- WHAT TO DO:
Make an exact copy of the lines starting at the top of the listing below and ending at the line that contains "use crate::database::app_user::User;", inclusive.

- MATERIAL TO PROCESS:
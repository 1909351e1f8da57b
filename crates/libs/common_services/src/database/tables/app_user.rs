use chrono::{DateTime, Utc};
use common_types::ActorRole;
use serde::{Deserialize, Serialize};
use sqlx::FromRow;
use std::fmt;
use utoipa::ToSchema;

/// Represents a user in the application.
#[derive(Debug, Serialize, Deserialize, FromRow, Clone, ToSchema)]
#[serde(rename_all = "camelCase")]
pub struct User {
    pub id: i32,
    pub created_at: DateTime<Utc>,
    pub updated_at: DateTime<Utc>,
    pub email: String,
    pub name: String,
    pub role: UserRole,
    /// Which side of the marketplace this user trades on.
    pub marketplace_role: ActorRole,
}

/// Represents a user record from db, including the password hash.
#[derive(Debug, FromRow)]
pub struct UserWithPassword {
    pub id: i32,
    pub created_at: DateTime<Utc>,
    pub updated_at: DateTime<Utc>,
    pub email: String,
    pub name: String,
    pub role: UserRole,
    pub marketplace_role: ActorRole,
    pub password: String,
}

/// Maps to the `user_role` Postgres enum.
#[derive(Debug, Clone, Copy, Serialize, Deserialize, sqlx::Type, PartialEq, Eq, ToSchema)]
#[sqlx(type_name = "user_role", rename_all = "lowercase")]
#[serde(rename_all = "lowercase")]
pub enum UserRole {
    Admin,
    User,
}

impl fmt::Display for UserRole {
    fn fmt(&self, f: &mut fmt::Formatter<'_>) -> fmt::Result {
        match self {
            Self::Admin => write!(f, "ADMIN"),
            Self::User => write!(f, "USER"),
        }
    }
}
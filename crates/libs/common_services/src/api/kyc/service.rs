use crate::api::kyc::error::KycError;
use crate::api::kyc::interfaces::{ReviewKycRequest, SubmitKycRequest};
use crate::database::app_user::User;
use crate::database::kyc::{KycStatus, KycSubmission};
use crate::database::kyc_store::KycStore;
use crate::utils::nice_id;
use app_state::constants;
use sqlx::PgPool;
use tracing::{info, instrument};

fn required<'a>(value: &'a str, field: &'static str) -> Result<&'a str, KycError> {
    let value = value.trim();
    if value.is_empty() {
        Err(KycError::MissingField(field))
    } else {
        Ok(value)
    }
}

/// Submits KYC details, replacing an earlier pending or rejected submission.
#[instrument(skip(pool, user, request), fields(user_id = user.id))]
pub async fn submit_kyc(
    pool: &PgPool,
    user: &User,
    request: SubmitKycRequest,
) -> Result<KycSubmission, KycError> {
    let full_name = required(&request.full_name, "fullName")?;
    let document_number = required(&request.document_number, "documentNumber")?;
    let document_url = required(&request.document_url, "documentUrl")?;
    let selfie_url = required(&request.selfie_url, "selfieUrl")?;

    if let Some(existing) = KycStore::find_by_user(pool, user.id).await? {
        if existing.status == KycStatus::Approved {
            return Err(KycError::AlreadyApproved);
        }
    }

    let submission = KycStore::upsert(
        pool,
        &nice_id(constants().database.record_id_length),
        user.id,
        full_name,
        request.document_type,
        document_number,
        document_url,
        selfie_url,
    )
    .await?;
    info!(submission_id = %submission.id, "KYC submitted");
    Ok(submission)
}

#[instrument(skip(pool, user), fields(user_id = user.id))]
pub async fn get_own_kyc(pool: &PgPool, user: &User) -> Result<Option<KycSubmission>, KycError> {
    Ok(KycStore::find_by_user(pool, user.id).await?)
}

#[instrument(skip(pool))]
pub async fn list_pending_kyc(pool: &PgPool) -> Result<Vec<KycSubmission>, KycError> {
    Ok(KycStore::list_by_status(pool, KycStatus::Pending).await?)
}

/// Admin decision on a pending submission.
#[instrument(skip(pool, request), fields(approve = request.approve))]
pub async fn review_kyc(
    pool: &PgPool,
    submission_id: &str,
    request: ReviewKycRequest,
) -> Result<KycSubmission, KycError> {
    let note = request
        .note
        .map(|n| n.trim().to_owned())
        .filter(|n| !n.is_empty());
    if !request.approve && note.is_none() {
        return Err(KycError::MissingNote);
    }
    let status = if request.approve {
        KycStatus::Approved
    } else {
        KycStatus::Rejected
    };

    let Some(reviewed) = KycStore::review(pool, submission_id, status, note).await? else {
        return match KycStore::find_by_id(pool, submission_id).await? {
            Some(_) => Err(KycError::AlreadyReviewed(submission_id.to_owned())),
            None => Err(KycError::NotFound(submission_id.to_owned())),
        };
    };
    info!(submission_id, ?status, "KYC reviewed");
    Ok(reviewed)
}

- WRITTEN SOLUTION:
repository 1909351e1f8da57b
filename crates/libs/common_services/src/database/tables/app_user.rs
use chrono::{DateTime, Utc};
use common_types::ActorRole;
use serde::{Deserialize, Serialize};
use sqlx::FromRow;
use std::fmt;
use utoipa::ToSchema;

/// Represents a user in the application.
#[derive(Debug, Serialize, Deserialize, FromRow, Clone, ToSchema)]
#[serde(rename_all = "camelCase")]
pub struct User {
    pub id: i32,
    pub created_at: DateTime<Utc>,
    pub updated_at: DateTime<Utc>,
    pub email: String,
    pub name: String,
    pub role: UserRole,
    /// Which side of the marketplace this user trades on.
    pub marketplace_role: ActorRole,
}

/// Represents a user record from db, including the password hash.
#[derive(Debug, FromRow)]
pub struct UserWithPassword {
    pub id: i32,
    pub created_at: DateTime<Utc>,
    pub updated_at: DateTime<Utc>,
    pub email: String,
    pub name: String,
    pub role: UserRole,
    pub marketplace_role: ActorRole,
    pub password: String,
}

/// Maps to the `user_role` Postgres enum.
#[derive(Debug, Clone, Copy, Serialize, Deserialize, sqlx::Type, PartialEq, Eq, ToSchema)]
#[sqlx(type_name = "user_role", rename_all = "lowercase")]
#[serde(rename_all = "lowercase")]
pub enum UserRole {
    Admin,
    User,
}

impl fmt::Display for UserRole {
    fn fmt(&self, f: &mut fmt::Formatter<'_>) -> fmt::Result {
        match self {
            Self::Admin => write!(f, "ADMIN"),
            Self::User => write!(f, "USER"),
        }
    }
}
filename crates/libs/common_services/src/api/kyc/service.rs
use crate::api::kyc::error::KycError;
use crate::api::kyc::interfaces::{ReviewKycRequest, SubmitKycRequest};
use crate::database::app_user::User;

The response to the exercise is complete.